── EXTRACTED RECORDS ──
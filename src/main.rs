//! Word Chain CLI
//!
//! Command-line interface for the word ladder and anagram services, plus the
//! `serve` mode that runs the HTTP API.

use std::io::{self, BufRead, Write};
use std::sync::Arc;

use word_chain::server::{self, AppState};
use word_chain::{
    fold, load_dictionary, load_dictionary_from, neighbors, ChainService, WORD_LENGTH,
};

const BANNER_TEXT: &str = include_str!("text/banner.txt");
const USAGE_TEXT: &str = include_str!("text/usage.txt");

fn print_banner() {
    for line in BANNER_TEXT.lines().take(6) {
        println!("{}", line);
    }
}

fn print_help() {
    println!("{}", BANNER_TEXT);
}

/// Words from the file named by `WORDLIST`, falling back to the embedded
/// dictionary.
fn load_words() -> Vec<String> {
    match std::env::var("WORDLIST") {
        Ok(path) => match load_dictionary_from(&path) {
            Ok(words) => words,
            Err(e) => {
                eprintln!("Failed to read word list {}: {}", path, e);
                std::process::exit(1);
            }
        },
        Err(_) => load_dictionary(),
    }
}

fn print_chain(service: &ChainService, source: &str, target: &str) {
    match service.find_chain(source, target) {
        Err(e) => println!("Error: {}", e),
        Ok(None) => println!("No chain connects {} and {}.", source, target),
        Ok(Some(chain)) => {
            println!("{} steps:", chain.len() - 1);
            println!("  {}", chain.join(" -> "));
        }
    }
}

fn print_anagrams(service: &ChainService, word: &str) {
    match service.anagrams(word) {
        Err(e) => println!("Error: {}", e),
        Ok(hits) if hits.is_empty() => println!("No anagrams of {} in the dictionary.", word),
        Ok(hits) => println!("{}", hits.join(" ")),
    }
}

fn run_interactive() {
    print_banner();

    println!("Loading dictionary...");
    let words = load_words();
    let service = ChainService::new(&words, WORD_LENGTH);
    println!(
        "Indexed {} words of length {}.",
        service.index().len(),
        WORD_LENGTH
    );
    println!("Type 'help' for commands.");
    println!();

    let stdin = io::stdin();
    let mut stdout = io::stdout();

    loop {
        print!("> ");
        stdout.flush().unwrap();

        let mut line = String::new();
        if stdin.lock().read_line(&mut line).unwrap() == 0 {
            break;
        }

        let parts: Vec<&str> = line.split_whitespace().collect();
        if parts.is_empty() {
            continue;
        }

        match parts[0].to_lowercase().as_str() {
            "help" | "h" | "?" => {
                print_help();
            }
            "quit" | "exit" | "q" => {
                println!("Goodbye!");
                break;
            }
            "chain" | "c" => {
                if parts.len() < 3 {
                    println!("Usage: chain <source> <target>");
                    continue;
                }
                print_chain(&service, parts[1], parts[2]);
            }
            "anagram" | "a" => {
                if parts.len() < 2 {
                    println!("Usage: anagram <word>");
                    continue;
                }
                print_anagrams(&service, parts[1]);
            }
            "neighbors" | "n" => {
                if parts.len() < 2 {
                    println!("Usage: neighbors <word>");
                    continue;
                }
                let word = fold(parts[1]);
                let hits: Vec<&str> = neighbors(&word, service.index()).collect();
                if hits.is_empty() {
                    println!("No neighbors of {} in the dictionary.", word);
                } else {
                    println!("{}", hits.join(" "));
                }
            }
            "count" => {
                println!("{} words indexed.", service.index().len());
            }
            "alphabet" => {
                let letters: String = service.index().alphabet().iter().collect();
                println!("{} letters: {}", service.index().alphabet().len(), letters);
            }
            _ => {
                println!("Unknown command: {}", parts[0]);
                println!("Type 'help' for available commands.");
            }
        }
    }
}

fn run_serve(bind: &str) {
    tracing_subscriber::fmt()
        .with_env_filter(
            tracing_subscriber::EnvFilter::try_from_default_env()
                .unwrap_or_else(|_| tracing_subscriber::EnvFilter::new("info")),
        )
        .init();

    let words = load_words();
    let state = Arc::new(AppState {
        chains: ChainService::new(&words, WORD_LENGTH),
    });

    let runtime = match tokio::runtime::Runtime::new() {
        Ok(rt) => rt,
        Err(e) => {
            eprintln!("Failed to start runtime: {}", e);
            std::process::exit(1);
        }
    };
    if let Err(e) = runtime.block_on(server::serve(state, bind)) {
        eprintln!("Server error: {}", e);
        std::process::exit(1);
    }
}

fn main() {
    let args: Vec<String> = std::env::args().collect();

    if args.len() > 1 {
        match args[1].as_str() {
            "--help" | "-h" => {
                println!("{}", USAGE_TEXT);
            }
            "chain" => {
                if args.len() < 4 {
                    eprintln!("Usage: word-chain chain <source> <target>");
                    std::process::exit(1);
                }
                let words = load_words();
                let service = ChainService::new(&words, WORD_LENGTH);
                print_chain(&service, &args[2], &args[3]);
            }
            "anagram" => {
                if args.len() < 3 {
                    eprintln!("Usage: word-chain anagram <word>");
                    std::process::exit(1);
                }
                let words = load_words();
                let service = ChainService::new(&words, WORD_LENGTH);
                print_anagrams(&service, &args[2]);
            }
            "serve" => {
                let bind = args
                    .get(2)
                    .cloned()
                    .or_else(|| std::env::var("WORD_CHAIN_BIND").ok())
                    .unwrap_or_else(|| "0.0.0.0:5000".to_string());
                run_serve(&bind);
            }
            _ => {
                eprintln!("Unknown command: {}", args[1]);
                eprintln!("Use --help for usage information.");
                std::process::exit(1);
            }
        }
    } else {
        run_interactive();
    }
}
───
> [TASK BRIEF] When the line with "to the embedded" is reached in the data above, begin copying, and stop after the line with "to read word"; copy each line exactly, both ends included.

> [EXPECTED ANSWER]
/// Words from the file named by `WORDLIST`, falling back to the embedded
/// dictionary.
fn load_words() -> Vec<String> {
    match std::env::var("WORDLIST") {
        Ok(path) => match load_dictionary_from(&path) {
            Ok(words) => words,
            Err(e) => {
                eprintln!("Failed to read word list {}: {}", path, e);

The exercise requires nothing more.